Raw data:

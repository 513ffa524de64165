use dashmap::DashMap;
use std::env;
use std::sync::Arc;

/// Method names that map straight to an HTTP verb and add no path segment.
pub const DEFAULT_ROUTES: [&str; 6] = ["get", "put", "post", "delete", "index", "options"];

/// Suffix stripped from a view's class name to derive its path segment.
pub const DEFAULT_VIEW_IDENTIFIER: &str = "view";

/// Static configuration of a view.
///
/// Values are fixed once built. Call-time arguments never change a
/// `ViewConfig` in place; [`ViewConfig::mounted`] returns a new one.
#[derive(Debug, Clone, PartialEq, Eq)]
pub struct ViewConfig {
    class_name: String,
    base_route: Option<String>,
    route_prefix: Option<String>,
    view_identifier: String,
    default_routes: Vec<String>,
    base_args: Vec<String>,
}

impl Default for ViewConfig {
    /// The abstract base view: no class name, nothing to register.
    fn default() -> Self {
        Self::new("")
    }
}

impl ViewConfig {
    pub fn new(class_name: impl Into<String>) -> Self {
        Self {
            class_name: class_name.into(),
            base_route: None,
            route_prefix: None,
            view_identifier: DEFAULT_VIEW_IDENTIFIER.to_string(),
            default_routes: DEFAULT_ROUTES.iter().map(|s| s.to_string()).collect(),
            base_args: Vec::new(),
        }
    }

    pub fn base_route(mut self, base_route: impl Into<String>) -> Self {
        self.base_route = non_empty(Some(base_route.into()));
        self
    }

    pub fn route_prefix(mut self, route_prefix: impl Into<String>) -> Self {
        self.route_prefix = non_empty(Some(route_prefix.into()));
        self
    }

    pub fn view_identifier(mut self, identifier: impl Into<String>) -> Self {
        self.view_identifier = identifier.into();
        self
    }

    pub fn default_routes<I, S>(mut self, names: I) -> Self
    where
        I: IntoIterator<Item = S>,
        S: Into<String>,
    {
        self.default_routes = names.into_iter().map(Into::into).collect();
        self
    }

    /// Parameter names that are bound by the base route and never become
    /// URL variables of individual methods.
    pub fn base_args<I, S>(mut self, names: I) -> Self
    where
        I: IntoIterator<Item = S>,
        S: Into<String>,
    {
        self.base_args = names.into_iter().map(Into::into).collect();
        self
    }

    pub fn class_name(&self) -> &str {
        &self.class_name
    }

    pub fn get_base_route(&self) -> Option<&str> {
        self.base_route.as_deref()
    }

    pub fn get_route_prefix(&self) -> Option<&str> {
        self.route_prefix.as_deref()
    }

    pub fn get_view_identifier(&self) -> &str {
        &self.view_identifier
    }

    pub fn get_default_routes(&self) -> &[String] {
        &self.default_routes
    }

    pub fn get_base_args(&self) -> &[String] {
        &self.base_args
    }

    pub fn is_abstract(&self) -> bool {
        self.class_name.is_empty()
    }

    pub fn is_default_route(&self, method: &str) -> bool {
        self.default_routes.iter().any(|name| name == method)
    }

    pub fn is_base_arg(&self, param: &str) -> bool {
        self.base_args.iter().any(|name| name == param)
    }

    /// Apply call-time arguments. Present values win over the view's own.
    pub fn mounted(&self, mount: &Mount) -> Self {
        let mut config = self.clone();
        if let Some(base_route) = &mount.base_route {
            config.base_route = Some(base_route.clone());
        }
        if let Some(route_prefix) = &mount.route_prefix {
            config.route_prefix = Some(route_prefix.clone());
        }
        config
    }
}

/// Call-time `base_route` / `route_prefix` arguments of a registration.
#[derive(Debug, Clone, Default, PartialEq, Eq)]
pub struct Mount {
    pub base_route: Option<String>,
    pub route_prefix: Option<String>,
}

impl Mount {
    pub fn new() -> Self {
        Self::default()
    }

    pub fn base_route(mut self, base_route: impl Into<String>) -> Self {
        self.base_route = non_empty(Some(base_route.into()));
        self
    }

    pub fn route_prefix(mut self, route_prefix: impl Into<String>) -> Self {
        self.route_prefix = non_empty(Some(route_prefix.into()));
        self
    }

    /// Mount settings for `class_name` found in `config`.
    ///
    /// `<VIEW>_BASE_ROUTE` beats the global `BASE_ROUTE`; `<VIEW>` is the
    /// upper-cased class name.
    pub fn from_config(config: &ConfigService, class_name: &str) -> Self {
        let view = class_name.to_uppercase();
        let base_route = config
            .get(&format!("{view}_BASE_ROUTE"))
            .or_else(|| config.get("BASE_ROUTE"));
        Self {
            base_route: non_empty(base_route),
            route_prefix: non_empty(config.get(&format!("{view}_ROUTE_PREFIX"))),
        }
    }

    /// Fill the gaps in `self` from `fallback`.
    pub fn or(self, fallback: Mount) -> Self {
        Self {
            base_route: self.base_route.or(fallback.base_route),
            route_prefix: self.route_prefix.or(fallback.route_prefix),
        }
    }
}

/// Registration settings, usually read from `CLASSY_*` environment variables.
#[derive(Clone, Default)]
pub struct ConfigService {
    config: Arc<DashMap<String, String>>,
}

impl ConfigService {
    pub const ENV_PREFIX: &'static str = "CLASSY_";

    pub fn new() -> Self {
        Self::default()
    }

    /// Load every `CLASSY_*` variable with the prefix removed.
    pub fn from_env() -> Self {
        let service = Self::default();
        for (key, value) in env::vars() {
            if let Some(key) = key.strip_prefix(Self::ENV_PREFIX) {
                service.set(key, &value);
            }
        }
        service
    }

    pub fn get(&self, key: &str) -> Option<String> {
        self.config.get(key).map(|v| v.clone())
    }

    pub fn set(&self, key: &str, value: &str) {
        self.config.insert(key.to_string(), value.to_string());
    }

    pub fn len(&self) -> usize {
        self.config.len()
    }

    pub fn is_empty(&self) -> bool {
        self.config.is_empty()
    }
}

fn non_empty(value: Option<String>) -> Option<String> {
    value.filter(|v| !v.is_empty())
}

---

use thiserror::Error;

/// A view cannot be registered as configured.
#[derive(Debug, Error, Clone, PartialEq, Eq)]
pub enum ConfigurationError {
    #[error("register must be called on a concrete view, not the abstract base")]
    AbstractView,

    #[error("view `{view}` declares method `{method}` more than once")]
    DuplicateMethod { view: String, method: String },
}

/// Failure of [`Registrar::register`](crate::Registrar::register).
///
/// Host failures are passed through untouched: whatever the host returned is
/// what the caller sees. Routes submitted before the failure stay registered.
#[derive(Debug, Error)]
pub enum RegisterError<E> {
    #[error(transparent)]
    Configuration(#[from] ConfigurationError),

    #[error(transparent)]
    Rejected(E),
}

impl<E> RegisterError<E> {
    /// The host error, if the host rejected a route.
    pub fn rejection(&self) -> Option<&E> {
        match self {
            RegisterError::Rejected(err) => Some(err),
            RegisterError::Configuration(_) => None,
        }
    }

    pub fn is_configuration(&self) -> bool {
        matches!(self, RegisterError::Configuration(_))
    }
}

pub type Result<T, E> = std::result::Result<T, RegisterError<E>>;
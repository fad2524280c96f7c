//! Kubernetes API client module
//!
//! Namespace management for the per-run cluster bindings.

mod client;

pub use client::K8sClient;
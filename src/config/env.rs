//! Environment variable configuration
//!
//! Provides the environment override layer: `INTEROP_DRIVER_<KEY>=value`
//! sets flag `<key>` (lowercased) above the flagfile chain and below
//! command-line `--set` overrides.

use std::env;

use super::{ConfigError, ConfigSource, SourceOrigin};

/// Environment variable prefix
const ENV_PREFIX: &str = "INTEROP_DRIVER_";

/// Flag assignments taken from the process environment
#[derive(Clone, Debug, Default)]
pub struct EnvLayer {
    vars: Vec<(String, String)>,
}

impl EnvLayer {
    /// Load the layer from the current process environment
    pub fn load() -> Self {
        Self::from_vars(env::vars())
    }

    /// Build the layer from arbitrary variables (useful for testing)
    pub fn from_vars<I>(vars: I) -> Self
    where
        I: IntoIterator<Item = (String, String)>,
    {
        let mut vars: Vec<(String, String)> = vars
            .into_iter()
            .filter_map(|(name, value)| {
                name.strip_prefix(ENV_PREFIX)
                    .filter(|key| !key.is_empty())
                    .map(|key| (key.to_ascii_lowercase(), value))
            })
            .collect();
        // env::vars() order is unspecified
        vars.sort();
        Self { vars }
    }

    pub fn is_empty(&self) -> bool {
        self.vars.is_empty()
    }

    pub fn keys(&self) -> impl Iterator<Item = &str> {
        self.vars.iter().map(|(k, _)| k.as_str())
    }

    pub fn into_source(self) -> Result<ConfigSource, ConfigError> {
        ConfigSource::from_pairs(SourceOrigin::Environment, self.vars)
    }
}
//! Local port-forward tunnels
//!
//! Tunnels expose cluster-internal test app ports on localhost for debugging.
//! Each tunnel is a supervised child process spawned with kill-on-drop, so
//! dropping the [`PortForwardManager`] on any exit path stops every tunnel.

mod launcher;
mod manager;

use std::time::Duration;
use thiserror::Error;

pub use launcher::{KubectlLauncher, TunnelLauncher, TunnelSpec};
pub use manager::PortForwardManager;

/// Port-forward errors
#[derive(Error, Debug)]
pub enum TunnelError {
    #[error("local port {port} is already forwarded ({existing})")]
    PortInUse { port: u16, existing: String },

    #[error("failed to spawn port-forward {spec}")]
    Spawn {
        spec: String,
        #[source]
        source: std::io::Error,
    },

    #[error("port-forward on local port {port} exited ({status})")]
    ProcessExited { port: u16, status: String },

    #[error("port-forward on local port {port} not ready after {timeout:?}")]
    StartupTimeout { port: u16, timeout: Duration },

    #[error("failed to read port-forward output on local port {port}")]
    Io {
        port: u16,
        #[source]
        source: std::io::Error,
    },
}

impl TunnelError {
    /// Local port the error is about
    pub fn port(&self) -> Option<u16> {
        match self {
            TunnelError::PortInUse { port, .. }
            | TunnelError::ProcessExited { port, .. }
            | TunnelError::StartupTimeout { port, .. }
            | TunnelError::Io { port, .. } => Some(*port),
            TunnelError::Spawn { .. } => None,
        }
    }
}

What you should do:
Of the entries above, repeat exactly the lines between the line with "no path segment." and the line with "pub const DEFAULT_VIEW_IDENTIFIER: &str", inclusive, and no others.

Problem solution:
/// Method names that map straight to an HTTP verb and add no path segment.
pub const DEFAULT_ROUTES: [&str; 6] = ["get", "put", "post", "delete", "index", "options"];

/// Suffix stripped from a view's class name to derive its path segment.
pub const DEFAULT_VIEW_IDENTIFIER: &str = "view";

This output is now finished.